Our primary focus in 2009 was to improve both our profitability and our cash flow results. In 2008 and 2009, we initiated a restructuring plan designed to create greater efficiency in our DIS business segment by selling or closing underperforming locations. This, combined with a more efficient management structure, a reduced workforce and a focus on attaining this goal, contributed to the achievement of operating income and positive cash flow in 2009. Our physicians incurred a significant reimbursement reduction on January 1, 2010, which has impacted their businesses (i.e., reduced the profitability of our services) and, in return, our business (i.e., reduced the number of days that we scanned in the quarter). Furthermore, the severe winter weather in the east and midwest reduced the number of scan days in the first quarter of 2010. Also, the uncertainty over the enactment of the sustainable growth rate (SGR) continues to linger. Congress deferred the implementation of an additional 21.2% reduction in reimbursement by way of the sustainable growth rate from January 1, 2010 to March 1, 2010 to April 1, 2010 and now to June 1, 2010. The uncertainty around the impact and affect of the sustainable growth rate continues to cause concern with our physician customers. We are building and modifying our business model to adapt to environmental and regulatory changes in the healthcare marketplace.

In our Product segment, we continue to build on past Product segment achievements by introducing new products targeted specifically at the larger physician practices and hospital market segments.
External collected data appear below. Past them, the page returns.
use async_trait::async_trait;
use futures::stream::{BoxStream, StreamExt};
use redis::aio::MultiplexedConnection;
use redis::{AsyncCommands, Script};
use std::time::Duration;
use tokio::sync::OnceCell;

use crate::services::backend::{BackendError, CasOutcome, JobBackend};

/// Returns -1 when the key is missing, 0 on revision mismatch, 1 when written.
const CAS_SCRIPT: &str = r#"
local current = redis.call('GET', KEYS[1])
if not current then
  return -1
end
local decoded = cjson.decode(current)
if decoded['revision'] ~= ARGV[1] then
  return 0
end
redis.call('SET', KEYS[1], ARGV[2], 'EX', ARGV[3])
return 1
"#;

const RELEASE_SCRIPT: &str = r#"
if redis.call('GET', KEYS[1]) == ARGV[1] then
  return redis.call('DEL', KEYS[1])
end
return 0
"#;

/// Redis-backed job storage, queue and pub/sub.
pub struct RedisBackend {
    client: redis::Client,
    conn: OnceCell<MultiplexedConnection>,
    cas_script: Script,
    release_script: Script,
}

impl RedisBackend {
    pub fn new(redis_url: &str) -> Result<Self, BackendError> {
        let client = redis::Client::open(redis_url).map_err(BackendError::Redis)?;
        Ok(Self {
            client,
            conn: OnceCell::new(),
            cas_script: Script::new(CAS_SCRIPT),
            release_script: Script::new(RELEASE_SCRIPT),
        })
    }

    /// Shared multiplexed connection, opened on first use.
    async fn connection(&self) -> Result<MultiplexedConnection, BackendError> {
        let conn = self
            .conn
            .get_or_try_init(|| self.client.get_multiplexed_async_connection())
            .await
            .map_err(BackendError::Redis)?;
        Ok(conn.clone())
    }
}

fn ttl_secs(ttl: Duration) -> u64 {
    ttl.as_secs().max(1)
}

#[async_trait]
impl JobBackend for RedisBackend {
    async fn get(&self, key: &str) -> Result<Option<String>, BackendError> {
        let mut conn = self.connection().await?;
        let value: Option<String> = conn.get(key).await?;
        Ok(value)
    }

    async fn set_ex(&self, key: &str, value: &str, ttl: Duration) -> Result<(), BackendError> {
        let mut conn = self.connection().await?;
        conn.set_ex::<_, _, ()>(key, value, ttl_secs(ttl)).await?;
        Ok(())
    }

    async fn compare_and_swap(
        &self,
        key: &str,
        expected_revision: &str,
        value: &str,
        ttl: Duration,
    ) -> Result<CasOutcome, BackendError> {
        let mut conn = self.connection().await?;
        let outcome: i64 = self
            .cas_script
            .key(key)
            .arg(expected_revision)
            .arg(value)
            .arg(ttl_secs(ttl))
            .invoke_async(&mut conn)
            .await?;

        Ok(match outcome {
            1 => CasOutcome::Swapped,
            0 => CasOutcome::Conflict,
            _ => CasOutcome::Missing,
        })
    }

    async fn ttl(&self, key: &str) -> Result<Option<u64>, BackendError> {
        let mut conn = self.connection().await?;
        // -2: missing, -1: no expiry
        let secs: i64 = conn.ttl(key).await?;
        Ok(u64::try_from(secs).ok())
    }

    async fn set_nx_ex(&self, key: &str, value: &str, ttl: Duration) -> Result<bool, BackendError> {
        let mut conn = self.connection().await?;
        let reply: Option<String> = redis::cmd("SET")
            .arg(key)
            .arg(value)
            .arg("NX")
            .arg("EX")
            .arg(ttl_secs(ttl))
            .query_async(&mut conn)
            .await?;
        Ok(reply.is_some())
    }

    async fn delete_if_eq(&self, key: &str, value: &str) -> Result<bool, BackendError> {
        let mut conn = self.connection().await?;
        let deleted: i64 = self
            .release_script
            .key(key)
            .arg(value)
            .invoke_async(&mut conn)
            .await?;
        Ok(deleted > 0)
    }

    async fn push_back(&self, list: &str, value: &str) -> Result<(), BackendError> {
        let mut conn = self.connection().await?;
        conn.rpush::<_, _, ()>(list, value).await?;
        Ok(())
    }

    async fn pop_front(&self, list: &str) -> Result<Option<String>, BackendError> {
        let mut conn = self.connection().await?;
        let value: Option<String> = conn.lpop(list, None).await?;
        Ok(value)
    }

    async fn list_len(&self, list: &str) -> Result<u64, BackendError> {
        let mut conn = self.connection().await?;
        let len: u64 = conn.llen(list).await?;
        Ok(len)
    }

    async fn publish(&self, channel: &str, payload: &str) -> Result<(), BackendError> {
        let mut conn = self.connection().await?;
        conn.publish::<_, _, ()>(channel, payload).await?;
        Ok(())
    }

    async fn subscribe(&self, channel: &str) -> Result<BoxStream<'static, String>, BackendError> {
        let mut pubsub = self.client.get_async_pubsub().await?;
        pubsub.subscribe(channel).await?;

        let stream = pubsub
            .into_on_message()
            .filter_map(|msg| async move {
                match msg.get_payload::<String>() {
                    Ok(payload) => Some(payload),
                    Err(e) => {
                        tracing::warn!(error = %e, "Dropping non-text pub/sub payload");
                        None
                    }
                }
            })
            .boxed();
        Ok(stream)
    }

    async fn ping(&self) -> Result<(), BackendError> {
        let mut conn = self.connection().await?;
        let _: String = redis::cmd("PING").query_async(&mut conn).await?;
        Ok(())
    }
}
use chrono::{DateTime, Utc};
use serde::{Deserialize, Serialize};
use strum::{Display, EnumString};
use uuid::Uuid;

/// Maximum retries recorded on every job. Not driven by any transition yet.
pub const MAX_RETRIES: u32 = 3;

/// Status of an entity verification job.
#[derive(Debug, Clone, Copy, Serialize, Deserialize, EnumString, Display, PartialEq, Eq, Hash)]
#[serde(rename_all = "SCREAMING_SNAKE_CASE")]
#[strum(serialize_all = "SCREAMING_SNAKE_CASE")]
pub enum VerificationJobStatus {
    PendingVerification,
    /// Reserved; no transition enters this state.
    VerifyingLicense,
    VerifyingRegistrations,
    VerifiedSuccess,
    VerificationFailed,
    ManualReview,
}

impl VerificationJobStatus {
    /// Terminal states are sinks: a new attempt needs a fresh job.
    pub fn is_terminal(&self) -> bool {
        matches!(
            self,
            Self::VerifiedSuccess | Self::VerificationFailed | Self::ManualReview
        )
    }

    /// Whether a failure reason may accompany this status.
    pub fn carries_failure_reason(&self) -> bool {
        matches!(self, Self::VerificationFailed | Self::ManualReview)
    }
}

/// The unit of orchestration, persisted per entity id with a TTL.
#[derive(Debug, Clone, Serialize, Deserialize, PartialEq)]
#[serde(rename_all = "camelCase")]
pub struct VerificationJobState {
    pub entity_id: String,
    pub status: VerificationJobStatus,
    pub started_at: DateTime<Utc>,
    #[serde(default, skip_serializing_if = "Option::is_none")]
    pub completed_at: Option<DateTime<Utc>>,
    #[serde(default)]
    pub verified_registrations: Vec<String>,
    #[serde(default, skip_serializing_if = "Option::is_none")]
    pub failure_reason: Option<String>,
    pub retry_count: u32,
    pub max_retries: u32,
}

impl VerificationJobState {
    pub fn new(entity_id: impl Into<String>, now: DateTime<Utc>) -> Self {
        Self {
            entity_id: entity_id.into(),
            status: VerificationJobStatus::PendingVerification,
            started_at: now,
            completed_at: None,
            verified_registrations: Vec::new(),
            failure_reason: None,
            retry_count: 0,
            max_retries: MAX_RETRIES,
        }
    }

    pub fn is_completed(&self) -> bool {
        self.completed_at.is_some()
    }

    /// Merge `update` over this state.
    ///
    /// `entity_id` and `started_at` are always kept from `self`. Once the job
    /// has completed, only an empty update is accepted.
    pub fn apply(&self, update: &JobUpdate, now: DateTime<Utc>) -> Result<Self, TerminalStateError> {
        if self.is_completed() && !update.is_empty() {
            return Err(TerminalStateError {
                entity_id: self.entity_id.clone(),
                status: self.status,
            });
        }

        let mut next = self.clone();
        if let Some(status) = update.status {
            next.status = status;
        }
        if let Some(completed_at) = update.completed_at {
            next.completed_at = Some(completed_at);
        }
        if let Some(ref registrations) = update.verified_registrations {
            next.verified_registrations = registrations.clone();
        }
        if let Some(ref reason) = update.failure_reason {
            next.failure_reason = Some(reason.clone());
        }
        if let Some(retry_count) = update.retry_count {
            next.retry_count = retry_count;
        }

        if next.status.is_terminal() {
            next.completed_at.get_or_insert(now);
        } else {
            next.completed_at = None;
        }
        if !next.status.carries_failure_reason() {
            next.failure_reason = None;
        }

        Ok(next)
    }
}

/// Partial update merged over a stored job.
///
/// `entity_id` and `started_at` are accepted so callers can round-trip a full
/// state, but they never overwrite the stored values.
#[derive(Debug, Clone, Default, Serialize, Deserialize, PartialEq)]
#[serde(rename_all = "camelCase")]
pub struct JobUpdate {
    #[serde(default, skip_serializing_if = "Option::is_none")]
    pub entity_id: Option<String>,
    #[serde(default, skip_serializing_if = "Option::is_none")]
    pub started_at: Option<DateTime<Utc>>,
    #[serde(default, skip_serializing_if = "Option::is_none")]
    pub status: Option<VerificationJobStatus>,
    #[serde(default, skip_serializing_if = "Option::is_none")]
    pub completed_at: Option<DateTime<Utc>>,
    #[serde(default, skip_serializing_if = "Option::is_none")]
    pub verified_registrations: Option<Vec<String>>,
    #[serde(default, skip_serializing_if = "Option::is_none")]
    pub failure_reason: Option<String>,
    #[serde(default, skip_serializing_if = "Option::is_none")]
    pub retry_count: Option<u32>,
}

impl JobUpdate {
    pub fn status(status: VerificationJobStatus) -> Self {
        Self {
            status: Some(status),
            ..Default::default()
        }
    }

    pub fn succeeded(verified_registrations: Vec<String>, now: DateTime<Utc>) -> Self {
        Self {
            status: Some(VerificationJobStatus::VerifiedSuccess),
            completed_at: Some(now),
            verified_registrations: Some(verified_registrations),
            ..Default::default()
        }
    }

    pub fn failed(reason: impl Into<String>, now: DateTime<Utc>) -> Self {
        Self {
            status: Some(VerificationJobStatus::VerificationFailed),
            completed_at: Some(now),
            failure_reason: Some(reason.into()),
            ..Default::default()
        }
    }

    pub fn manual_review(reason: impl Into<String>, now: DateTime<Utc>) -> Self {
        Self {
            status: Some(VerificationJobStatus::ManualReview),
            completed_at: Some(now),
            failure_reason: Some(reason.into()),
            ..Default::default()
        }
    }

    pub fn with_verified_registrations(mut self, registrations: Vec<String>) -> Self {
        self.verified_registrations = Some(registrations);
        self
    }

    /// True when the update would change no mutable field.
    pub fn is_empty(&self) -> bool {
        self.status.is_none()
            && self.completed_at.is_none()
            && self.verified_registrations.is_none()
            && self.failure_reason.is_none()
            && self.retry_count.is_none()
    }
}

/// Persisted envelope. `revision` changes on every write and is the
/// compare-and-swap token for updates.
#[derive(Debug, Clone, Serialize, Deserialize)]
pub struct StoredJob {
    pub revision: Uuid,
    pub state: VerificationJobState,
}

impl StoredJob {
    pub fn new(state: VerificationJobState) -> Self {
        Self {
            revision: Uuid::new_v4(),
            state,
        }
    }
}

#[derive(Debug, Clone, thiserror::Error)]
#[error("Job for entity {entity_id} is already {status}")]
pub struct TerminalStateError {
    pub entity_id: String,
    pub status: VerificationJobStatus,
}

#[cfg(test)]
mod tests {
    use super::*;
    use chrono::Duration;

    fn pending() -> VerificationJobState {
        VerificationJobState::new("ent-1", Utc::now() - Duration::seconds(10))
    }

    #[test]
    fn test_new_job_defaults() {
        let job = pending();
        assert_eq!(job.status, VerificationJobStatus::PendingVerification);
        assert!(job.verified_registrations.is_empty());
        assert_eq!(job.retry_count, 0);
        assert_eq!(job.max_retries, 3);
        assert!(job.completed_at.is_none());
    }

    #[test]
    fn test_apply_pins_identity_fields() {
        let job = pending();
        let update = JobUpdate {
            entity_id: Some("someone-else".to_string()),
            started_at: Some(Utc::now() + Duration::days(1)),
            status: Some(VerificationJobStatus::VerifyingRegistrations),
            ..Default::default()
        };

        let next = job.apply(&update, Utc::now()).unwrap();
        assert_eq!(next.entity_id, "ent-1");
        assert_eq!(next.started_at, job.started_at);
        assert_eq!(next.status, VerificationJobStatus::VerifyingRegistrations);
    }

    #[test]
    fn test_terminal_status_sets_completed_at() {
        let now = Utc::now();
        let update = JobUpdate::status(VerificationJobStatus::VerifiedSuccess);
        let next = pending().apply(&update, now).unwrap();
        assert_eq!(next.completed_at, Some(now));
    }

    #[test]
    fn test_non_terminal_status_clears_completed_at_and_reason() {
        let update = JobUpdate {
            status: Some(VerificationJobStatus::VerifyingRegistrations),
            completed_at: Some(Utc::now()),
            failure_reason: Some("nope".to_string()),
            ..Default::default()
        };
        let next = pending().apply(&update, Utc::now()).unwrap();
        assert!(next.completed_at.is_none());
        assert!(next.failure_reason.is_none());
    }

    #[test]
    fn test_completed_job_rejects_changes() {
        let done = pending()
            .apply(&JobUpdate::failed("Entity not found", Utc::now()), Utc::now())
            .unwrap();

        let err = done
            .apply(&JobUpdate::status(VerificationJobStatus::ManualReview), Utc::now())
            .unwrap_err();
        assert_eq!(err.status, VerificationJobStatus::VerificationFailed);

        let refreshed = done.apply(&JobUpdate::default(), Utc::now()).unwrap();
        assert_eq!(refreshed, done);
    }

    #[test]
    fn test_status_wire_format() {
        let json = serde_json::to_string(&VerificationJobStatus::VerifyingRegistrations).unwrap();
        assert_eq!(json, "\"VERIFYING_REGISTRATIONS\"");
        assert_eq!(
            "MANUAL_REVIEW".parse::<VerificationJobStatus>().unwrap(),
            VerificationJobStatus::ManualReview
        );
    }

    #[test]
    fn test_state_uses_camel_case_fields() {
        let value = serde_json::to_value(pending()).unwrap();
        assert!(value.get("entityId").is_some());
        assert!(value.get("verifiedRegistrations").is_some());
        assert!(value.get("completedAt").is_none());
    }
}
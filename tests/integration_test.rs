use entity_verify::{
    app_state::AppState,
    config::AppConfig,
    db,
    models::{event::audit, job::VerificationJobStatus},
    services::{job_state::JobError, redis_backend::RedisBackend},
};
use std::sync::Arc;
use uuid::Uuid;

async fn seed_entity(pool: &sqlx::PgPool, entity_id: &str, trn: &str) {
    sqlx::query("INSERT INTO entities (id, tenant_id, name, country) VALUES ($1, $2, $3, 'AE')")
        .bind(entity_id)
        .bind("tenant-integration")
        .bind("Integration Trading LLC")
        .execute(pool)
        .await
        .expect("Failed to insert entity");

    sqlx::query("INSERT INTO entity_registrations (id, entity_id, type, value) VALUES ($1, $2, 'TRN', $3)")
        .bind(format!("{entity_id}-trn"))
        .bind(entity_id)
        .bind(trn)
        .execute(pool)
        .await
        .expect("Failed to insert registration");
}

/// Integration test: full verification flow against live services
///
/// Covers:
/// 1. PostgreSQL schema and entity lookup
/// 2. Redis job state, queue and lease
/// 3. A verified and a failed entity drained by the scheduler
/// 4. Audit trail and registration status updates
/// 5. Manual review rejected on a terminal job
///
/// Note: This requires a running PostgreSQL and Redis instance
/// configured via environment variables.
#[tokio::test]
#[ignore] // Run with: cargo test --test integration_test -- --ignored
async fn test_full_integration() {
    let mut config = AppConfig::from_env().expect("Failed to load config");
    // Isolate keys from any running worker
    config.key_prefix = format!("entity-setup-test-{}", Uuid::new_v4());

    let db_pool = db::init_pool(&config.database_url)
        .await
        .expect("Failed to connect to database");
    db::run_migrations(&db_pool)
        .await
        .expect("Failed to run migrations");

    let backend = RedisBackend::new(&config.redis_url).expect("Failed to initialize Redis backend");
    let state = AppState::new(db_pool.clone(), Arc::new(backend), &config);
    tokio_test::assert_ok!(state.queue.health_check().await);

    let good = format!("it-{}", Uuid::new_v4());
    let bad = format!("it-{}", Uuid::new_v4());
    seed_entity(&db_pool, &good, "100067144000097").await;
    seed_entity(&db_pool, &bad, "INVALID").await;

    for id in [&good, &bad] {
        let job = state.jobs.initialize(id).await.expect("Failed to initialize job");
        assert_eq!(job.status, VerificationJobStatus::PendingVerification);
        state.queue.enqueue(id).await.expect("Failed to enqueue");
    }
    assert_eq!(state.queue.queue_depth().await.unwrap(), 2);

    let status = state
        .jobs
        .status_with_expiry(&good)
        .await
        .expect("Failed to read status")
        .expect("Job not found");
    assert!(status.expires_in > 0 && status.expires_in <= config.job_ttl_secs);

    let summary = state.scheduler(&config).run_once().await;
    assert_eq!(summary.processed, 2);
    assert_eq!(summary.failed, 0);
    assert_eq!(state.queue.queue_depth().await.unwrap(), 0);

    let verified = state.jobs.get(&good).await.unwrap().expect("Job not found");
    assert_eq!(verified.status, VerificationJobStatus::VerifiedSuccess);
    assert_eq!(verified.verified_registrations, vec!["TRN".to_string()]);

    let failed = state.jobs.get(&bad).await.unwrap().expect("Job not found");
    assert_eq!(failed.status, VerificationJobStatus::VerificationFailed);
    assert_eq!(failed.failure_reason.as_deref(), Some("Invalid TRN format"));

    let entity_status: String = sqlx::query_scalar("SELECT status FROM entities WHERE id = $1")
        .bind(&good)
        .fetch_one(&db_pool)
        .await
        .unwrap();
    assert_eq!(entity_status, "VERIFIED");

    let attempts: i64 =
        sqlx::query_scalar("SELECT COUNT(*) FROM verification_attempts WHERE entity_id = $1")
            .bind(&bad)
            .fetch_one(&db_pool)
            .await
            .unwrap();
    assert_eq!(attempts, 1);

    let audit_types: Vec<String> = sqlx::query_scalar(
        "SELECT type FROM audit_events WHERE resource_id = $1 ORDER BY created_at",
    )
    .bind(&good)
    .fetch_all(&db_pool)
    .await
    .unwrap();
    assert_eq!(audit_types, vec![audit::VERIFICATION_SUCCESS.to_string()]);

    let err = state
        .orchestrator
        .mark_for_manual_review(&bad, "Registry unreachable")
        .await
        .unwrap_err();
    assert!(matches!(err, JobError::TerminalState(_)), "unexpected error: {err}");

    // Cleanup
    for id in [&good, &bad] {
        sqlx::query("DELETE FROM entities WHERE id = $1")
            .bind(id)
            .execute(&db_pool)
            .await
            .unwrap();
        sqlx::query("DELETE FROM verification_attempts WHERE entity_id = $1")
            .bind(id)
            .execute(&db_pool)
            .await
            .unwrap();
        sqlx::query("DELETE FROM audit_events WHERE resource_id = $1")
            .bind(id)
            .execute(&db_pool)
            .await
            .unwrap();
    }
}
In 2009, we received U.S. Food and Drug Administration (FDA) 510(k) clearance for our new Cardius® X-ACT imaging system. Cardius® X-ACT is a rapid cardiac SPECT/VCT imaging system that features a low-dose volume computed tomography (VCT) attenuation correction system that significantly reduces artifacts in the images caused by overlying tissues increasing interpretive ease and accuracy. In late 2009, we introduced a new product called c*pax, a complete on-line fee-per-study cardiovascular information system, as a potential add-on companion for any of our nuclear cameras or ultrasound equipment. Our new c*pax product is a fully-integrated approach that reduces physicians’ capital costs, information technology support and maintenance costs.

First Three Months of 2010 Financial Highlights

Our consolidated revenues were $15.1 million during the three months ended March 31, 2010 (“2010”), which represented a decrease of $2.6 million, or 14.9%, over the comparable prior year period (“2009”) due to a decrease in revenue from our DIS segment, slightly offset by an increase from our Product segment. DIS revenue decreased $3.1 million, or 22.6%, due to a reduction in the number of scan days. Our physician customers reduced their scan days in part due to the reduction in reimbursements that went into effect on January 1, 2010 and in part due to the inclement weather experienced in January and February 2010. Product revenues increased $0.5 million, or 12.6%, over the same period in 2009, primarily due to an increase in the average selling price of our cameras and accessories, mainly our new Cardius® X-ACT camera, which were sold to larger cardiology practices and hospitals. The number of cameras sold in the three months ended March 31, 2010 was the same as the number of cameras sold in the same period in 2009.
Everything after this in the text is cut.